[WORK REQUEST] Set it all down exactly, every record and every line.

(Extracted data entries)

——————————

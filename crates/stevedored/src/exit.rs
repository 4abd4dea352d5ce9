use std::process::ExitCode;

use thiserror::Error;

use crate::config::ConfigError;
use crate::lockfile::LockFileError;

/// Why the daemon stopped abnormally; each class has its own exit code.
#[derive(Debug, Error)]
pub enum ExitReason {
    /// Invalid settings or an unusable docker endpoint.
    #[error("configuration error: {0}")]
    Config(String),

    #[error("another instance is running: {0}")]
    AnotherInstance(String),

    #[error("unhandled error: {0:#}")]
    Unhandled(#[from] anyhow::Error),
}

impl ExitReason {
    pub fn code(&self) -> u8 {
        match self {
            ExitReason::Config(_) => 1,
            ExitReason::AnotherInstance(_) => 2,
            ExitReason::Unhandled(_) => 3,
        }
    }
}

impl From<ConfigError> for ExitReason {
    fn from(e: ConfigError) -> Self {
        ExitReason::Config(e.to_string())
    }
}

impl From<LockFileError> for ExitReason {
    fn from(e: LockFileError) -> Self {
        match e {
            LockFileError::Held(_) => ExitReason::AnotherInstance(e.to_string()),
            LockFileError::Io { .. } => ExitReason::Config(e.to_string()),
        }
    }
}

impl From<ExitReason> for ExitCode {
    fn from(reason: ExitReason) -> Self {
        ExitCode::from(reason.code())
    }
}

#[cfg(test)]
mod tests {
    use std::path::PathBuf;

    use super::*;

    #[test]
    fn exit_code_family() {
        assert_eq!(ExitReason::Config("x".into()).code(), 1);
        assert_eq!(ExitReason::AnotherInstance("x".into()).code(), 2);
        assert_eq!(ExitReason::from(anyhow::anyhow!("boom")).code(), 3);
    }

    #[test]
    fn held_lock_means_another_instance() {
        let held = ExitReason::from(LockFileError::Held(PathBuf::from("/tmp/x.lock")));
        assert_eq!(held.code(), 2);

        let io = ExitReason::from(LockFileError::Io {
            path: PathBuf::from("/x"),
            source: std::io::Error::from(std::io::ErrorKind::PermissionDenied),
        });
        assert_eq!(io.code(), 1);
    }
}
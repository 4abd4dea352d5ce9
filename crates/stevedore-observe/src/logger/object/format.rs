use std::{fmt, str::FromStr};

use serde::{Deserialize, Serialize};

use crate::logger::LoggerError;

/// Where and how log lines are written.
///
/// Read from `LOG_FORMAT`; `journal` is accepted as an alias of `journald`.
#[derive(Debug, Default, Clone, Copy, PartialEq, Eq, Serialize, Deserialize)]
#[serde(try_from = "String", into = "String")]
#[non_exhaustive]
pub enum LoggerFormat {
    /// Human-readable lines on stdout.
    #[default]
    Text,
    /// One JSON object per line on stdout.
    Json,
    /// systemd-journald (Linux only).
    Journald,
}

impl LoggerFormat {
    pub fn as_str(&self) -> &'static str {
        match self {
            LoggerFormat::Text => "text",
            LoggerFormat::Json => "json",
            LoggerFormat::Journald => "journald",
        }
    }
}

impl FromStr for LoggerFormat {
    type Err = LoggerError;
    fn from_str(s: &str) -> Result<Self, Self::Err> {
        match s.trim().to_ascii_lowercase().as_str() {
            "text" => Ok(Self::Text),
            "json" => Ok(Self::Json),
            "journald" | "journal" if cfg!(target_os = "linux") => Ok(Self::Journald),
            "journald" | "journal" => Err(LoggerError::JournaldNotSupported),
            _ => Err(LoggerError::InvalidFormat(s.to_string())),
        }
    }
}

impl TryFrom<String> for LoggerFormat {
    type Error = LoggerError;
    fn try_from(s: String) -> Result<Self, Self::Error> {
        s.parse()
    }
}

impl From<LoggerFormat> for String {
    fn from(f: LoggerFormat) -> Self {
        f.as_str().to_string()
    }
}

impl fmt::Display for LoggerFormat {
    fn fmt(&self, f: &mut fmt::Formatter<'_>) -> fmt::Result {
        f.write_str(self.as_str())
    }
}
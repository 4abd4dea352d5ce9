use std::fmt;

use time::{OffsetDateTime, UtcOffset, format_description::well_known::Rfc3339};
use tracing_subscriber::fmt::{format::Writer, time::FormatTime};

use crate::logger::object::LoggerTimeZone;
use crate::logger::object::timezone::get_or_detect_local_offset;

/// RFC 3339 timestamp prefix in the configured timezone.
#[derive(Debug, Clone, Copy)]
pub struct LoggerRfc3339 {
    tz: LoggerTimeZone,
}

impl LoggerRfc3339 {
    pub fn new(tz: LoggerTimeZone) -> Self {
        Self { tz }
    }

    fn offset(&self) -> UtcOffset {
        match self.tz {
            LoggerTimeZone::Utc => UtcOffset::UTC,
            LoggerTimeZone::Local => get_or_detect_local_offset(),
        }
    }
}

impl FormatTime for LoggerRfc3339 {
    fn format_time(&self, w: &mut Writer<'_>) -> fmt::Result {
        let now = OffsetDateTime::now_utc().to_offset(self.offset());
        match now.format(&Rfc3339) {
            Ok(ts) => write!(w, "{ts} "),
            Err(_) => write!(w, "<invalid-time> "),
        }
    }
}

——————————

[ANSWER SECTION]
filename crates/stevedored/src/exit.rs
repository 4abd4dea352d5ce9
use std::process::ExitCode;

use thiserror::Error;

use crate::config::ConfigError;
use crate::lockfile::LockFileError;

/// Why the daemon stopped abnormally; each class has its own exit code.
#[derive(Debug, Error)]
pub enum ExitReason {
    /// Invalid settings or an unusable docker endpoint.
    #[error("configuration error: {0}")]
    Config(String),

    #[error("another instance is running: {0}")]
    AnotherInstance(String),

    #[error("unhandled error: {0:#}")]
    Unhandled(#[from] anyhow::Error),
}

impl ExitReason {
    pub fn code(&self) -> u8 {
        match self {
            ExitReason::Config(_) => 1,
            ExitReason::AnotherInstance(_) => 2,
            ExitReason::Unhandled(_) => 3,
        }
    }
}

impl From<ConfigError> for ExitReason {
    fn from(e: ConfigError) -> Self {
        ExitReason::Config(e.to_string())
    }
}

impl From<LockFileError> for ExitReason {
    fn from(e: LockFileError) -> Self {
        match e {
            LockFileError::Held(_) => ExitReason::AnotherInstance(e.to_string()),
            LockFileError::Io { .. } => ExitReason::Config(e.to_string()),
        }
    }
}

impl From<ExitReason> for ExitCode {
    fn from(reason: ExitReason) -> Self {
        ExitCode::from(reason.code())
    }
}

#[cfg(test)]
mod tests {
    use std::path::PathBuf;

    use super::*;

    #[test]
    fn exit_code_family() {
        assert_eq!(ExitReason::Config("x".into()).code(), 1);
        assert_eq!(ExitReason::AnotherInstance("x".into()).code(), 2);
        assert_eq!(ExitReason::from(anyhow::anyhow!("boom")).code(), 3);
    }

    #[test]
    fn held_lock_means_another_instance() {
        let held = ExitReason::from(LockFileError::Held(PathBuf::from("/tmp/x.lock")));
        assert_eq!(held.code(), 2);

        let io = ExitReason::from(LockFileError::Io {
            path: PathBuf::from("/x"),
            source: std::io::Error::from(std::io::ErrorKind::PermissionDenied),
        });
        assert_eq!(io.code(), 1);
    }
}
repository 4abd4dea352d5ce9
filename crates/stevedore-observe/src/logger/object/format.rs
use std::{fmt, str::FromStr};

use serde::{Deserialize, Serialize};

use crate::logger::LoggerError;

/// Where and how log lines are written.
///
/// Read from `LOG_FORMAT`; `journal` is accepted as an alias of `journald`.
#[derive(Debug, Default, Clone, Copy, PartialEq, Eq, Serialize, Deserialize)]
#[serde(try_from = "String", into = "String")]
#[non_exhaustive]
pub enum LoggerFormat {
    /// Human-readable lines on stdout.
    #[default]
    Text,
    /// One JSON object per line on stdout.
    Json,
    /// systemd-journald (Linux only).
    Journald,
}

impl LoggerFormat {
    pub fn as_str(&self) -> &'static str {
        match self {
            LoggerFormat::Text => "text",
            LoggerFormat::Json => "json",
            LoggerFormat::Journald => "journald",
        }
    }
}

impl FromStr for LoggerFormat {
    type Err = LoggerError;
    fn from_str(s: &str) -> Result<Self, Self::Err> {
        match s.trim().to_ascii_lowercase().as_str() {
            "text" => Ok(Self::Text),
            "json" => Ok(Self::Json),
            "journald" | "journal" if cfg!(target_os = "linux") => Ok(Self::Journald),
            "journald" | "journal" => Err(LoggerError::JournaldNotSupported),
            _ => Err(LoggerError::InvalidFormat(s.to_string())),
        }
    }
}

impl TryFrom<String> for LoggerFormat {
    type Error = LoggerError;
    fn try_from(s: String) -> Result<Self, Self::Error> {
        s.parse()
    }
}

impl From<LoggerFormat> for String {
    fn from(f: LoggerFormat) -> Self {
        f.as_str().to_string()
    }
}

impl fmt::Display for LoggerFormat {
    fn fmt(&self, f: &mut fmt::Formatter<'_>) -> fmt::Result {
        f.write_str(self.as_str())
    }
}
repository 4abd4dea352d5ce9
use std::fmt;

use time::{OffsetDateTime, UtcOffset, format_description::well_known::Rfc3339};
use tracing_subscriber::fmt::{format::Writer, time::FormatTime};

use crate::logger::object::LoggerTimeZone;
use crate::logger::object::timezone::get_or_detect_local_offset;

/// RFC 3339 timestamp prefix in the configured timezone.
#[derive(Debug, Clone, Copy)]
pub struct LoggerRfc3339 {
    tz: LoggerTimeZone,
}

impl LoggerRfc3339 {
    pub fn new(tz: LoggerTimeZone) -> Self {
        Self { tz }
    }

    fn offset(&self) -> UtcOffset {
        match self.tz {
            LoggerTimeZone::Utc => UtcOffset::UTC,
            LoggerTimeZone::Local => get_or_detect_local_offset(),
        }
    }
}

impl FormatTime for LoggerRfc3339 {
    fn format_time(&self, w: &mut Writer<'_>) -> fmt::Result {
        let now = OffsetDateTime::now_utc().to_offset(self.offset());
        match now.format(&Rfc3339) {
            Ok(ts) => write!(w, "{ts} "),
            Err(_) => write!(w, "<invalid-time> "),
        }
    }
}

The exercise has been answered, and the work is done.